Leanstral 1.5, a free Apache-2.0 licensed model with 6B active parameters, delivers a major performance upgrade in formal verification, saturating miniF2F, solving 587/672 PutnamBench problems, and achieving state-of-the-art results on FATE-H (87%) and FATE-X (34%). Trained through mid-training, supervised fine-tuning, and reinforcement learning with CISPO, it excels in agentic proof engineering and real-world code verification, uncovering 5 previously unknown bugs across 57 repositories tested. Fully open-sourced and available via Hugging Face and a free API, Leanstral 1.5 is now accessible for practical proof engineering in Lean 4.

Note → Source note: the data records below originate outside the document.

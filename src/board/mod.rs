//! Board representation for Hasami Shogi

pub mod bitboard;
pub mod board;


use std::fmt;

// Re-exports
pub use bitboard::Bitboard;
pub use board::Board;

/// Board size (9x9)
pub const BOARD_SIZE: usize = 9;
pub const TOTAL_CELLS: usize = BOARD_SIZE * BOARD_SIZE; // 81

/// The two sides. Black starts on row 0 and moves first.
#[derive(Debug, Clone, Copy, PartialEq, Eq, Hash, PartialOrd, Ord)]
pub enum Side {
    Black,
    White,
}

impl Side {
    /// Get opponent side
    #[inline]
    pub fn opponent(self) -> Side {
        match self {
            Side::Black => Side::White,
            Side::White => Side::Black,
        }
    }

    #[inline]
    pub(crate) fn index(self) -> usize {
        match self {
            Side::Black => 0,
            Side::White => 1,
        }
    }
}

impl fmt::Display for Side {
    fn fmt(&self, f: &mut fmt::Formatter<'_>) -> fmt::Result {
        match self {
            Side::Black => f.write_str("black"),
            Side::White => f.write_str("white"),
        }
    }
}

/// Position on the board
#[derive(Debug, Clone, Copy, PartialEq, Eq, Hash)]
pub struct Pos {
    pub row: u8,
    pub col: u8,
}

impl Pos {
    #[inline]
    pub fn new(row: u8, col: u8) -> Self {
        debug_assert!(row < BOARD_SIZE as u8 && col < BOARD_SIZE as u8);
        Self { row, col }
    }

    #[inline]
    pub fn to_index(self) -> usize {
        self.row as usize * BOARD_SIZE + self.col as usize
    }

    #[inline]
    pub fn from_index(idx: usize) -> Self {
        Self {
            row: (idx / BOARD_SIZE) as u8,
            col: (idx % BOARD_SIZE) as u8,
        }
    }

    /// Whether both coordinates fall inside the 9x9 grid. The fields are
    /// public, so positions built by hand can lie outside it.
    #[inline]
    pub fn is_on_board(self) -> bool {
        (self.row as usize) < BOARD_SIZE && (self.col as usize) < BOARD_SIZE
    }

    #[inline]
    pub fn is_valid(row: i32, col: i32) -> bool {
        row >= 0 && row < BOARD_SIZE as i32 && col >= 0 && col < BOARD_SIZE as i32
    }

    /// Step `(dr, dc)` away from this cell, or `None` past the edge.
    #[inline]
    pub fn offset(self, dr: i32, dc: i32) -> Option<Pos> {
        let r = self.row as i32 + dr;
        let c = self.col as i32 + dc;
        Pos::is_valid(r, c).then(|| Pos::new(r as u8, c as u8))
    }

    /// Inside the 5x5 zone (rows/cols 2..=6) favoured by move ordering
    /// and the opening heuristic.
    #[inline]
    pub fn is_central(self) -> bool {
        (2..=6).contains(&self.row) && (2..=6).contains(&self.col)
    }

    /// Inside the 3x3 block (rows/cols 3..=5) scored by the evaluators.
    #[inline]
    pub fn is_core(self) -> bool {
        (3..=5).contains(&self.row) && (3..=5).contains(&self.col)
    }

    #[inline]
    pub fn is_corner(self) -> bool {
        let last = BOARD_SIZE as u8 - 1;
        (self.row == 0 || self.row == last) && (self.col == 0 || self.col == last)
    }
}

impl PartialOrd for Pos {
    fn partial_cmp(&self, other: &Self) -> Option<std::cmp::Ordering> {
        Some(self.cmp(other))
    }
}

impl Ord for Pos {
    fn cmp(&self, other: &Self) -> std::cmp::Ordering {
        self.to_index().cmp(&other.to_index())
    }
}

impl fmt::Display for Pos {
    fn fmt(&self, f: &mut fmt::Formatter<'_>) -> fmt::Result {
        write!(f, "({},{})", self.row, self.col)
    }
}

/// An orthogonal slide from `from` to `to`.
///
/// Captures are not part of the move; they are derived by
/// [`crate::rules::apply_move`].
#[derive(Debug, Clone, Copy, PartialEq, Eq, Hash, PartialOrd, Ord)]
pub struct Move {
    pub from: Pos,
    pub to: Pos,
}

impl Move {
    #[inline]
    pub fn new(from: Pos, to: Pos) -> Self {
        Self { from, to }
    }
}

impl fmt::Display for Move {
    fn fmt(&self, f: &mut fmt::Formatter<'_>) -> fmt::Result {
        write!(f, "{}->{}", self.from, self.to)
    }
}
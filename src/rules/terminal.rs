//! Victory thresholds
//!
//! Both conditions depend on piece counts alone:
//! 1. A side with `min_pieces` or fewer has lost
//! 2. A lead of `winning_margin` or more pieces wins
//!
//! The minimum-pieces test runs first and checks black before white.

use crate::board::{Board, Side};
use crate::config::RulesConfig;

/// Why a game was won.
#[derive(Debug, Clone, Copy, PartialEq, Eq)]
pub enum WinReason {
    /// Loser dropped to the minimum piece count
    MinimumPieces,
    /// Winner led by the winning margin
    Margin,
    /// Loser had no legal move on their turn
    NoLegalMoves,
}

/// Winner by piece-count thresholds, with the condition that fired.
#[must_use]
pub fn check_victory(board: &Board, rules: &RulesConfig) -> Option<(Side, WinReason)> {
    let black = board.count(Side::Black);
    let white = board.count(Side::White);

    if black <= rules.min_pieces {
        return Some((Side::White, WinReason::MinimumPieces));
    }
    if white <= rules.min_pieces {
        return Some((Side::Black, WinReason::MinimumPieces));
    }

    if black.abs_diff(white) >= rules.winning_margin {
        let winner = if black > white { Side::Black } else { Side::White };
        return Some((winner, WinReason::Margin));
    }

    None
}

/// Winner by piece-count thresholds, if any.
///
/// # Example
///
/// ```
/// use hasami::board::{Board, Side};
/// use hasami::config::RulesConfig;
/// use hasami::rules::check_terminal;
///
/// let board = Board::initial();
/// assert_eq!(check_terminal(&board, &RulesConfig::default()), None);
/// ```
#[inline]
#[must_use]
pub fn check_terminal(board: &Board, rules: &RulesConfig) -> Option<Side> {
    check_victory(board, rules).map(|(winner, _)| winner)
}

#[cfg(test)]
mod tests {
    use super::*;
    use crate::board::Pos;

    fn board_with(black: u8, white: u8) -> Board {
        let mut board = Board::new();
        for c in 0..black {
            board.place(Pos::new(0, c), Side::Black);
        }
        for c in 0..white {
            board.place(Pos::new(8, c), Side::White);
        }
        board
    }

    #[test]
    fn test_minimum_pieces_loses() {
        let rules = RulesConfig::default();
        assert_eq!(
            check_victory(&board_with(2, 3), &rules),
            Some((Side::White, WinReason::MinimumPieces))
        );
        assert_eq!(
            check_victory(&board_with(4, 2), &rules),
            Some((Side::Black, WinReason::MinimumPieces))
        );
    }

    #[test]
    fn test_one_above_minimum_is_not_terminal() {
        let rules = RulesConfig::default();
        assert_eq!(check_terminal(&board_with(3, 3), &rules), None);
    }

    #[test]
    fn test_margin_wins() {
        let rules = RulesConfig::default();
        assert_eq!(
            check_victory(&board_with(9, 6), &rules),
            Some((Side::Black, WinReason::Margin))
        );
        assert_eq!(
            check_victory(&board_with(5, 8), &rules),
            Some((Side::White, WinReason::Margin))
        );
        assert_eq!(check_terminal(&board_with(9, 7), &rules), None);
    }

    #[test]
    fn test_thresholds_are_configurable() {
        let rules = RulesConfig {
            min_pieces: 4,
            winning_margin: 5,
            ..RulesConfig::default()
        };
        assert_eq!(check_terminal(&board_with(4, 5), &rules), Some(Side::White));
        assert_eq!(check_terminal(&board_with(9, 5), &rules), None);
        assert_eq!(check_terminal(&board_with(9, 9), &rules), None);
    }
}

Since its launch, Leanstral has offered an open, practical approach to proof engineering in Lean 4 . Today, we are releasing Leanstral 1.5, a free Apache-2.0 licensed model with 119B total and only 6B active parameters, delivering a performance upgrade that makes formal verification more powerful and accessible than ever.
Leanstral 1.5 saturates miniF2F, solves 587/672 PutnamBench problems, and achieves a new state-of-the-art of %87 on FATE-H and 34% on FATE-X. Beyond benchmarks, it verifies complex code properties and uncovers previously unknown bugs in open-source repositories—proving that rigorous formal methods can be both effective and practical for real-world use.
Training Leanstral
Leanstral 1.5 goes through a three-stage process: mid-training, supervised fine-tuning, and reinforcement learning with CISPO. Leanstral 1.5 leverages extensive training on two RL environments:
In the multiturn environment, the model is given a theorem statement and must either prove or disprove it. The model submits a proof, receives Lean compiler feedback, and refines its approach with each attempt. If the proof compiles it succeeds; otherwise the loop continues until the model either solves the problem or exhausts its budget.
In the code agent environment, Leanstral operates like a developer in a raw filesystem: it edits files, runs bash commands, and uses the Lean language server to inspect goals, errors, and type information in real time. This allows it to tackle long-horizon tasks like completing partial proofs in a repository, building auxiliary lemmas, and persisting through multiple rounds of context compaction. The model learns to navigate the full proof-engineering workflow and is finally verified by our fork of SafeVerify for correctness given a list of target theorems.
Evaluation
We evaluate Leanstral on the following benchmarks:
miniF2F is a cross-system benchmark for formal mathematics, ranging from elementary problems to IMO-level challenges, testing diverse proof abilities across algebra, combinatorics, and number theory.